____ RECORDED INFORMATION

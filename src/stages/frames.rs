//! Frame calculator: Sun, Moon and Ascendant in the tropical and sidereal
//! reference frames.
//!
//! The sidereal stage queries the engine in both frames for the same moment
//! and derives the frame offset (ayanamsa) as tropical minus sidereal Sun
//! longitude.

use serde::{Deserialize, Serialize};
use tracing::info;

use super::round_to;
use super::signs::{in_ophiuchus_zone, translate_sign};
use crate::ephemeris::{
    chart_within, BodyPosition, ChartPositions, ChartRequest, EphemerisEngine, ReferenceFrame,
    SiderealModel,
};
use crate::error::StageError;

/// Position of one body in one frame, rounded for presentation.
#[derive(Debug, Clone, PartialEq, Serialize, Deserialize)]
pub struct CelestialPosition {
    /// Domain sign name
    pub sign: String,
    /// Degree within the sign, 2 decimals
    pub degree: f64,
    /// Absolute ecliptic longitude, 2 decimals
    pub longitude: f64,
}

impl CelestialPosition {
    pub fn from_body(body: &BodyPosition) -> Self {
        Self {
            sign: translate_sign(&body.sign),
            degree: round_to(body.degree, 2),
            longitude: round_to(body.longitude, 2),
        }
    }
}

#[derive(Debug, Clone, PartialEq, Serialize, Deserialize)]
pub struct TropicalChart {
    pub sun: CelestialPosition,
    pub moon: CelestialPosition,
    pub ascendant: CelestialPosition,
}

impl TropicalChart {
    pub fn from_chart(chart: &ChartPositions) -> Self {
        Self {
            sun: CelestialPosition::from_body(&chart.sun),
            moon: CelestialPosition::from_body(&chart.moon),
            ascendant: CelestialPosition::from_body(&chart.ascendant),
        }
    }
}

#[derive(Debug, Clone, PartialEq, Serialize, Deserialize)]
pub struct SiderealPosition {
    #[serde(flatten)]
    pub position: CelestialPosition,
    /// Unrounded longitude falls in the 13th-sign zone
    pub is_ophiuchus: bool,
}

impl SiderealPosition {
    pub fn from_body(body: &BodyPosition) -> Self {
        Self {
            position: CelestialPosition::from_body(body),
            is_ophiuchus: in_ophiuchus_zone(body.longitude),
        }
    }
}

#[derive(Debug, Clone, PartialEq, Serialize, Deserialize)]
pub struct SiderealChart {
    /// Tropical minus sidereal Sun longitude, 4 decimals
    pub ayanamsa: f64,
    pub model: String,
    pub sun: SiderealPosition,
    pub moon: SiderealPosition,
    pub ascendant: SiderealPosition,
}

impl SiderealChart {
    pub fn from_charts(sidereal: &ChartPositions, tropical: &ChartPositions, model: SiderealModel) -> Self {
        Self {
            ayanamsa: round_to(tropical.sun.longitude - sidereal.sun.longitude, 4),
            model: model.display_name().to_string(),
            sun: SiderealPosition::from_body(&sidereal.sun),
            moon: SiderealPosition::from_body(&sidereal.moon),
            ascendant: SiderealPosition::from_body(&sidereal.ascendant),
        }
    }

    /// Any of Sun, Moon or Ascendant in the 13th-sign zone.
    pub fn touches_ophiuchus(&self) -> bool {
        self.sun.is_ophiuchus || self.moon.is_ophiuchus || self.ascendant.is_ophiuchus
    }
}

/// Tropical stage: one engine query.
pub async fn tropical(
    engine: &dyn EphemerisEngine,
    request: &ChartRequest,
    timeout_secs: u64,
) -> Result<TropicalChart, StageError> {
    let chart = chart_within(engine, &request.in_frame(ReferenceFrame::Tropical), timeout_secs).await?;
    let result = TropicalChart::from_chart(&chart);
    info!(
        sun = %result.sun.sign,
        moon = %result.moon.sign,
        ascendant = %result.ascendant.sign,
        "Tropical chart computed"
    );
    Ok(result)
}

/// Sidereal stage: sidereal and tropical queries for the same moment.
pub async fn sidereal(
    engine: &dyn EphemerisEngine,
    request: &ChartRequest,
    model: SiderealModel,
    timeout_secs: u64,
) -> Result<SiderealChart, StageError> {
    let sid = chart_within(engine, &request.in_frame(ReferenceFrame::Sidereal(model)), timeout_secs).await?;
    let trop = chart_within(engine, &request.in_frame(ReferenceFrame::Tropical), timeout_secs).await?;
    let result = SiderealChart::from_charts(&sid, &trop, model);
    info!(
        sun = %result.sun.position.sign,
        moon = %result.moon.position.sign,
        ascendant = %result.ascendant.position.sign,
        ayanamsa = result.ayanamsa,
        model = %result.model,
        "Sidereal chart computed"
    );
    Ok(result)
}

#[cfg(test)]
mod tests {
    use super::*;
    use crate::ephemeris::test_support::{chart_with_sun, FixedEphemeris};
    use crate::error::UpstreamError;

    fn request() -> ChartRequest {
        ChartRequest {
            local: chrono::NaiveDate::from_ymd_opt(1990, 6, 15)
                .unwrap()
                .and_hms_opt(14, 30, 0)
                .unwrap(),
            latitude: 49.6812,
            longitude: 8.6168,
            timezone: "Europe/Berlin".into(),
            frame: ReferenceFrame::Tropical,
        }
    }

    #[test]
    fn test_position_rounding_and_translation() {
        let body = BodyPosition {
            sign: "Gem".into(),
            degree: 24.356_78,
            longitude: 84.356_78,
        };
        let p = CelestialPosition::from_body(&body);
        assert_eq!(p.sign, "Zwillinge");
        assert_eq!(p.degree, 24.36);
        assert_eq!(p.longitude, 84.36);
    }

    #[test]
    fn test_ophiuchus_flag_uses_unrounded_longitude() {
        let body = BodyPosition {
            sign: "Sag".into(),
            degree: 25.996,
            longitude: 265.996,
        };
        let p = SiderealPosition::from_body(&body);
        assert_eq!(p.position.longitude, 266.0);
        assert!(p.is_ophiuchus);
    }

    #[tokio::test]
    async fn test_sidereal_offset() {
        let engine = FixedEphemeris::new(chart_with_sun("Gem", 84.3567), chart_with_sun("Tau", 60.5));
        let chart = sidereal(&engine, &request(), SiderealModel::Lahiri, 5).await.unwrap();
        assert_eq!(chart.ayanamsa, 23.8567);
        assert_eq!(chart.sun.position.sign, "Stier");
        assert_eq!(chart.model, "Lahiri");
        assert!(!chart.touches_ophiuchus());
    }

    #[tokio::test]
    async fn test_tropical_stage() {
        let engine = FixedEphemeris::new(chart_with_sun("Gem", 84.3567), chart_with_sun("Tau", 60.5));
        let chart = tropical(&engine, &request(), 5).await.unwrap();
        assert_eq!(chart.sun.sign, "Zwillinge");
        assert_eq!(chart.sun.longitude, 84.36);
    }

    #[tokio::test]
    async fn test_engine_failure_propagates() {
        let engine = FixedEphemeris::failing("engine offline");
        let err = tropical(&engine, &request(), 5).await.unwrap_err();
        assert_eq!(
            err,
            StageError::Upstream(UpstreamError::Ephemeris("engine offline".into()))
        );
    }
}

________
____ RECORDED INFORMATION

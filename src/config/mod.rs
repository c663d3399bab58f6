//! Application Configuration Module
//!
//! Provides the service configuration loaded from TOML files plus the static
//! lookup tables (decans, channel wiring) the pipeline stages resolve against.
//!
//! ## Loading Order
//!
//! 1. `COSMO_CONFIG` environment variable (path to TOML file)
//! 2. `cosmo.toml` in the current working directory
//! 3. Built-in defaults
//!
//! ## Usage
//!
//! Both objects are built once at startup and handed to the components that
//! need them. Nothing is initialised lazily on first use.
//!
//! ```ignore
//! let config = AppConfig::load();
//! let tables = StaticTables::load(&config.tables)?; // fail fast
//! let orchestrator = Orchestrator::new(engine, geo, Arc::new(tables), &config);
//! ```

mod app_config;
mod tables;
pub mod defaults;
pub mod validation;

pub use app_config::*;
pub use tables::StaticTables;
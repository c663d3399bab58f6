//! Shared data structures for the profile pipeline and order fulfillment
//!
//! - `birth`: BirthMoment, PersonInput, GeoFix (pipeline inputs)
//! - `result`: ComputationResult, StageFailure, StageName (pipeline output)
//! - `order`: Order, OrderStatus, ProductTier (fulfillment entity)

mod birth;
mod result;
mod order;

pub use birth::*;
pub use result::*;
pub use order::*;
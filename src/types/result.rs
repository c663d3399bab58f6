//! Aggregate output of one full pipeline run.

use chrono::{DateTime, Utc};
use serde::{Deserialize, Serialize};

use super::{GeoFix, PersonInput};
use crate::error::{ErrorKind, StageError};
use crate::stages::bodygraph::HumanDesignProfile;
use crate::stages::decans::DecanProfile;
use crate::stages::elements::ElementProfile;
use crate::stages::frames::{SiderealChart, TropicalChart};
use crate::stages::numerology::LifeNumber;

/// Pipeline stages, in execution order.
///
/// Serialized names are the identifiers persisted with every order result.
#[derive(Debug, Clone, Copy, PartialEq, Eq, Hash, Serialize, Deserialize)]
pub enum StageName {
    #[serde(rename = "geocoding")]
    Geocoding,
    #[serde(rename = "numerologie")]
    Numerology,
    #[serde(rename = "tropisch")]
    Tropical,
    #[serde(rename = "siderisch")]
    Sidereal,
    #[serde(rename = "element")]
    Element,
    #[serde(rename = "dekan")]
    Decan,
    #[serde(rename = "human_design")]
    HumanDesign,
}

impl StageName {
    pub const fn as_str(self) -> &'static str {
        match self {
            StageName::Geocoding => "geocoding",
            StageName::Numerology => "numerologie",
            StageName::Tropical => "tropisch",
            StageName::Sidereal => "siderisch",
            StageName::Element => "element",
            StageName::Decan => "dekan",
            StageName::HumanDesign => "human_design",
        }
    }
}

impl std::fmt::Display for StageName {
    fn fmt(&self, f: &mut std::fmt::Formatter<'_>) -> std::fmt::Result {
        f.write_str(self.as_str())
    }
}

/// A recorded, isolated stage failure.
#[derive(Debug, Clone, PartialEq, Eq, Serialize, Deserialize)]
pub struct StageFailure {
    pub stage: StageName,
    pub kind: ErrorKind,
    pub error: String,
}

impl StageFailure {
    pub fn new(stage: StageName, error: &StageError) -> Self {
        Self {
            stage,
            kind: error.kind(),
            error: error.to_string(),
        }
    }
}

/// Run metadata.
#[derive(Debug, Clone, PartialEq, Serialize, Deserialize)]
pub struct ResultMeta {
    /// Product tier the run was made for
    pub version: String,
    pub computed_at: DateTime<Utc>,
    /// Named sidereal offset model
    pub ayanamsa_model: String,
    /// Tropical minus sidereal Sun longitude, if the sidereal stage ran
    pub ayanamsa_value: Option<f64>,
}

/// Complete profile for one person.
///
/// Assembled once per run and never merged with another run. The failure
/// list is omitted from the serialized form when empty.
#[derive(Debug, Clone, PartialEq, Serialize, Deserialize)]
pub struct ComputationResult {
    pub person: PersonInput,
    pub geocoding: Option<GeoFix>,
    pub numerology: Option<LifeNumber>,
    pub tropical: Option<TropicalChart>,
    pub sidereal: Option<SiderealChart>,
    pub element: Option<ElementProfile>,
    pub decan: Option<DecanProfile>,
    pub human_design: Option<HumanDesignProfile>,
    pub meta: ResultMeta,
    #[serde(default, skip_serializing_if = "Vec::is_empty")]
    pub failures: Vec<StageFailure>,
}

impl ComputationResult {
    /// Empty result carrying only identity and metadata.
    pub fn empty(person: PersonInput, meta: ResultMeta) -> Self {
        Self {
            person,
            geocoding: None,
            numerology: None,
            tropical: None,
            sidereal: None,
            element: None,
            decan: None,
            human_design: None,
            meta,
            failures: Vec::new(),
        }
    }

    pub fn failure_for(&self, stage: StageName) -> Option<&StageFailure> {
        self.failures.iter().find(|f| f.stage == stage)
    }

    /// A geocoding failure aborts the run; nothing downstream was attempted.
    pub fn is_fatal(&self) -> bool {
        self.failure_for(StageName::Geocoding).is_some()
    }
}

________
____ RECORDED INFORMATION

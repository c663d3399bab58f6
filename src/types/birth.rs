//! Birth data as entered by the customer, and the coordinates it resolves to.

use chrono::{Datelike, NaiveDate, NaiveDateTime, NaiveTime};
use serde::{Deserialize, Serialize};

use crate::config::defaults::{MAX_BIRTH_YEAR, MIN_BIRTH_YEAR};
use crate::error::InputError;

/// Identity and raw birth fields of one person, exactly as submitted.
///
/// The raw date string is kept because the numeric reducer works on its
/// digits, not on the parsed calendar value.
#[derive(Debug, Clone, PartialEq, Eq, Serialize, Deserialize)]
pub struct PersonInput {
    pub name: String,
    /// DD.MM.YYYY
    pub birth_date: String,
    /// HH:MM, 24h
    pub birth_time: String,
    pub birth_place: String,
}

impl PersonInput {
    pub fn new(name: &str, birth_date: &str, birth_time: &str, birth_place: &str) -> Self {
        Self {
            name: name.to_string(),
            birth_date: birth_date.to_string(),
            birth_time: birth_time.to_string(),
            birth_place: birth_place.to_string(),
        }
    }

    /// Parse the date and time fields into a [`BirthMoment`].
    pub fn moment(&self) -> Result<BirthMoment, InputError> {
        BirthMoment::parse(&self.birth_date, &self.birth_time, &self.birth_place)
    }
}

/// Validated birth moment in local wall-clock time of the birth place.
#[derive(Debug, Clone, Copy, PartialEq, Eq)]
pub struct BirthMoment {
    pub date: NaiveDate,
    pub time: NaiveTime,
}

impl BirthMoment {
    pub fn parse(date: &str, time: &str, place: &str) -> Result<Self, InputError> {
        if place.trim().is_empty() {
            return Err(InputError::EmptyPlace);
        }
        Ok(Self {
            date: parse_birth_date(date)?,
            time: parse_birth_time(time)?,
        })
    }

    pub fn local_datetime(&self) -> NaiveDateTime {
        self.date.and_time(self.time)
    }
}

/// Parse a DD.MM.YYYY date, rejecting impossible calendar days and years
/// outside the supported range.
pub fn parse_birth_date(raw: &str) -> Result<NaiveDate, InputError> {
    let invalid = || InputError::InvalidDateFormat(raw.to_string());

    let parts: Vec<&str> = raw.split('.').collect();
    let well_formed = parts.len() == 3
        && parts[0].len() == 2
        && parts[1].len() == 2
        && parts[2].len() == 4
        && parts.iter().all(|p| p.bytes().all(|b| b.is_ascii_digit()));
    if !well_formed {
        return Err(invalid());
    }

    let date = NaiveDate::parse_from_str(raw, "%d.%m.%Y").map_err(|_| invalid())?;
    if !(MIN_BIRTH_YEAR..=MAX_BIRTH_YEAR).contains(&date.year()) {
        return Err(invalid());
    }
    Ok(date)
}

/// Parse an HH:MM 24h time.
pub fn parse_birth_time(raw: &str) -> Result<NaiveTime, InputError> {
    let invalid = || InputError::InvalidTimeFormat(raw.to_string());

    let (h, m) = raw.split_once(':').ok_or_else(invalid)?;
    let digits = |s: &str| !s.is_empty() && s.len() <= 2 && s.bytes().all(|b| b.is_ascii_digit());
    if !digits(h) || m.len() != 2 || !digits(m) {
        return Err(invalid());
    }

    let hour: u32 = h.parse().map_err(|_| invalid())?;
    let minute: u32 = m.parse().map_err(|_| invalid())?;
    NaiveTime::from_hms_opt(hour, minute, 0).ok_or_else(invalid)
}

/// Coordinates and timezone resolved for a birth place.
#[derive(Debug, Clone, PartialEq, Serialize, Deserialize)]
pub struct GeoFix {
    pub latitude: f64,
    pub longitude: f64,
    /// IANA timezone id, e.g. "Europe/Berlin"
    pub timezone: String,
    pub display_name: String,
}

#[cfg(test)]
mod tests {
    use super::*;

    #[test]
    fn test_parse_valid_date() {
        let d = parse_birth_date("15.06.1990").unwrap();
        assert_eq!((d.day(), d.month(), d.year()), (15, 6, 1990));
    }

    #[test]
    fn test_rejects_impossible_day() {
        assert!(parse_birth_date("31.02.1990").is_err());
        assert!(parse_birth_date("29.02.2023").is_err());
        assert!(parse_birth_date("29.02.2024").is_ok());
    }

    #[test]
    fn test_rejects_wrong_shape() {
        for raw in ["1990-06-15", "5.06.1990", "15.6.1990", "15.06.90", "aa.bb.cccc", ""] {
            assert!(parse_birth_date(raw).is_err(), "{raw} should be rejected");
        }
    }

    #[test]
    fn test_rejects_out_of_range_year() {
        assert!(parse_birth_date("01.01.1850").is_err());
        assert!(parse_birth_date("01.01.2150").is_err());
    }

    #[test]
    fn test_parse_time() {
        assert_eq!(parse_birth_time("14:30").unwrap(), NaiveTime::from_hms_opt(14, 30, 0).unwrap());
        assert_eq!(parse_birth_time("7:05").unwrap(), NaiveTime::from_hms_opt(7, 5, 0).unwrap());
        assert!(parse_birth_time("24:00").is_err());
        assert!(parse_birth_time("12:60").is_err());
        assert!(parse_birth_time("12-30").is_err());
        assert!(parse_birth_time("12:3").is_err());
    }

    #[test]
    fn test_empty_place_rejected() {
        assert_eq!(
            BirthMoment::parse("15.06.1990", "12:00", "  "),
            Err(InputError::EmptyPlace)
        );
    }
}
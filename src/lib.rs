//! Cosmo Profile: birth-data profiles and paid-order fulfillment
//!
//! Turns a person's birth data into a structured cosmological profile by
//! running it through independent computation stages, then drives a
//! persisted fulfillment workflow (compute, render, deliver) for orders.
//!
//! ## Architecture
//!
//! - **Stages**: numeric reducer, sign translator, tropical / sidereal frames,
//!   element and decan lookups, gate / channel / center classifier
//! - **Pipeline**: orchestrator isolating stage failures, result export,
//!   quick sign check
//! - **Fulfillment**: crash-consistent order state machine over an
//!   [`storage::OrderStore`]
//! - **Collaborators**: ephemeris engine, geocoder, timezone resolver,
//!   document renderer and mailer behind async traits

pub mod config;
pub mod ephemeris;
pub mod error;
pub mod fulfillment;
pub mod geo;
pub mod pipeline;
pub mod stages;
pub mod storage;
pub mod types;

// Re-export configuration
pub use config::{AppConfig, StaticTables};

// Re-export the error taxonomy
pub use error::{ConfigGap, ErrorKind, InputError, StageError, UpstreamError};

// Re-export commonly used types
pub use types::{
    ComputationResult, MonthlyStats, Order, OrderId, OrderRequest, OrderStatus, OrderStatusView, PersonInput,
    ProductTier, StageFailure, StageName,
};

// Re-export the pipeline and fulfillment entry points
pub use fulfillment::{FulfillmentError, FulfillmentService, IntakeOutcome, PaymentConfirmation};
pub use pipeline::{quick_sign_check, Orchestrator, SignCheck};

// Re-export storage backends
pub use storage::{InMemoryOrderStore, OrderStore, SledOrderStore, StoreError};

________

Set out every line from the material that contains the string "SiderealPosition".

**EXERCISE SOLUTION:**
pub struct SiderealPosition {
impl SiderealPosition {
    pub sun: SiderealPosition,
    pub moon: SiderealPosition,
    pub ascendant: SiderealPosition,
            sun: SiderealPosition::from_body(&sidereal.sun),
            moon: SiderealPosition::from_body(&sidereal.moon),
            ascendant: SiderealPosition::from_body(&sidereal.ascendant),
        let p = SiderealPosition::from_body(&body);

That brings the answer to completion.